Robot Scientist Helps Design New Drugs
Robots are common in today’s world. They manufacture cars, work in space, explore oceans, clean up oil spills and investigate dangerous environments. And now, scientists at the University of Manchester are using a robot as a laboratory partner.
The researchers at the university created the robot in 2009 and named it Adam. Despite the name, Adam is not a humanoid robot. It is about the size of a car.
Adam was built to do science and make discoveries. Ross King is the leader of the University of Manchester research team.
Adam’s success as a scientist led to the creation of another robot scientist named Eve. Researchers developed Eve to design and test drugs for tropical and neglected diseases. These diseases kill and infect millions of people each year.
Drug development is slow and costly. Experts say it can take more than 10 years and about $1 billion to discover and develop new medicines. Drug manufacturers are unlikely to get their investment money back.

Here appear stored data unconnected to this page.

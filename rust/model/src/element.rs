// This Source Code Form is subject to the terms of the Mozilla Public
// License, v. 2.0. If a copy of the MPL was not distributed with this
// file, You can obtain one at https://mozilla.org/MPL/2.0/.

//! Typed element data stored in document arenas.
//!
//! Only the categories the placement command touches are modeled: walls,
//! duct/pipe centerlines, levels, 3D views, family symbols, and placed
//! family instances. Geometry is deliberately minimal — walls and MEP
//! curves carry straight location lines only.

use nalgebra::{Point3, Unit, Vector3};

use crate::keys::ElementId;
use crate::parameters::ParameterSet;

/// Structural classification of a placed family instance.
#[derive(Debug, Clone, Copy, PartialEq, Eq)]
#[cfg_attr(feature = "serde", derive(serde::Serialize, serde::Deserialize))]
pub enum StructuralType {
    NonStructural,
    Structural,
}

/// Category discriminant for indexed element queries.
#[derive(Debug, Clone, Copy, PartialEq, Eq, Hash, PartialOrd, Ord)]
#[cfg_attr(feature = "serde", derive(serde::Serialize, serde::Deserialize))]
pub enum Category {
    Wall,
    Duct,
    Pipe,
    Level,
    View3d,
    FamilySymbol,
    FamilyInstance,
}

impl Category {
    /// Returns the category name as a string.
    pub fn as_str(&self) -> &'static str {
        match self {
            Category::Wall => "Wall",
            Category::Duct => "Duct",
            Category::Pipe => "Pipe",
            Category::Level => "Level",
            Category::View3d => "View3d",
            Category::FamilySymbol => "FamilySymbol",
            Category::FamilyInstance => "FamilyInstance",
        }
    }
}

/// A wall: straight location line, thickness, height, hosting level.
///
/// The location line runs along the wall centerline at the base level's
/// elevation; the solid extends `thickness / 2` to each side and
/// `height` upward.
#[derive(Debug, Clone)]
#[cfg_attr(feature = "serde", derive(serde::Serialize, serde::Deserialize))]
pub struct WallData {
    pub start: Point3<f64>,
    pub end: Point3<f64>,
    pub thickness: f64,
    pub height: f64,
    /// The level the wall is based on.
    pub level: ElementId,
}

/// A duct or pipe: straight centerline plus outer diameter.
#[derive(Debug, Clone)]
#[cfg_attr(feature = "serde", derive(serde::Serialize, serde::Deserialize))]
pub struct MepCurveData {
    pub start: Point3<f64>,
    pub end: Point3<f64>,
    pub diameter: f64,
}

impl MepCurveData {
    /// Unit direction of the centerline, `None` for a degenerate
    /// (zero-length) segment.
    pub fn direction(&self) -> Option<Unit<Vector3<f64>>> {
        Unit::try_new(self.end - self.start, 1e-12)
    }

    /// Length of the centerline.
    pub fn length(&self) -> f64 {
        (self.end - self.start).norm()
    }
}

/// A named level at an absolute elevation.
#[derive(Debug, Clone)]
#[cfg_attr(feature = "serde", derive(serde::Serialize, serde::Deserialize))]
pub struct LevelData {
    pub name: String,
    pub elevation: f64,
}

/// A 3D view. Template views cannot scope an intersector.
#[derive(Debug, Clone)]
#[cfg_attr(feature = "serde", derive(serde::Serialize, serde::Deserialize))]
pub struct ViewData {
    pub name: String,
    pub is_template: bool,
}

/// A loadable family type: the template holes are stamped from.
#[derive(Debug, Clone)]
#[cfg_attr(feature = "serde", derive(serde::Serialize, serde::Deserialize))]
pub struct FamilySymbolData {
    /// Type name within the family.
    pub name: String,
    /// Name of the owning family.
    pub family_name: String,
    /// Symbols must be activated once before instances can be placed.
    pub is_active: bool,
    /// Default parameter values copied onto each new instance.
    pub defaults: ParameterSet,
}

/// A placed copy of a family symbol, hosted on a wall.
#[derive(Debug, Clone)]
#[cfg_attr(feature = "serde", derive(serde::Serialize, serde::Deserialize))]
pub struct FamilyInstanceData {
    pub symbol: ElementId,
    pub host: ElementId,
    pub level: ElementId,
    pub location: Point3<f64>,
    pub structural: StructuralType,
    pub parameters: ParameterSet,
}

/// One stored element, wrapping its per-category data.
#[derive(Debug, Clone)]
#[cfg_attr(feature = "serde", derive(serde::Serialize, serde::Deserialize))]
pub enum Element {
    Wall(WallData),
    Duct(MepCurveData),
    Pipe(MepCurveData),
    Level(LevelData),
    View3d(ViewData),
    FamilySymbol(FamilySymbolData),
    FamilyInstance(FamilyInstanceData),
}

impl Element {
    /// Returns the category of this element.
    pub fn category(&self) -> Category {
        match self {
            Element::Wall(_) => Category::Wall,
            Element::Duct(_) => Category::Duct,
            Element::Pipe(_) => Category::Pipe,
            Element::Level(_) => Category::Level,
            Element::View3d(_) => Category::View3d,
            Element::FamilySymbol(_) => Category::FamilySymbol,
            Element::FamilyInstance(_) => Category::FamilyInstance,
        }
    }
}

#[cfg(test)]
mod tests {
    use super::*;

    #[test]
    fn mep_curve_direction_and_length() {
        let curve = MepCurveData {
            start: Point3::new(1.0, 2.0, 3.0),
            end: Point3::new(1.0, 7.0, 3.0),
            diameter: 0.2,
        };
        let dir = curve.direction().unwrap();
        assert!((dir.y - 1.0).abs() < 1e-12);
        assert!((curve.length() - 5.0).abs() < 1e-12);
    }

    #[test]
    fn degenerate_curve_has_no_direction() {
        let curve = MepCurveData {
            start: Point3::origin(),
            end: Point3::origin(),
            diameter: 0.2,
        };
        assert!(curve.direction().is_none());
    }
}
// This Source Code Form is subject to the terms of the Mozilla Public
// License, v. 2.0. If a copy of the MPL was not distributed with this
// file, You can obtain one at https://mozilla.org/MPL/2.0/.

//! User notification seam.
//!
//! The original tool surfaced fatal preconditions through modal dialogs.
//! Here the dialog is a collaborator trait; the default sink routes the
//! fixed messages to the tracing subscriber.

/// Collaborator for surfacing fatal precondition messages to the user.
pub trait Notifier {
    /// Show a blocking error message with a title.
    fn error(&self, title: &str, message: &str);
}

/// Routes messages to the tracing subscriber.
#[derive(Debug, Default, Clone, Copy)]
pub struct TracingNotifier;

impl Notifier for TracingNotifier {
    fn error(&self, title: &str, message: &str) {
        tracing::error!(title, message, "placement precondition failed");
    }
}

So the University of Manchester developed a low-cost test that shows whether or not a chemical is likely to be made into an effective medicine. Mr. King says that other drug testing methods were not very effective.
Mr. King says that Eve is different because the robot learns as it tests different compounds. He says the robot is designed to ignore compounds that it thinks unlikely to be good. It will only test the compounds which have a good chance of working.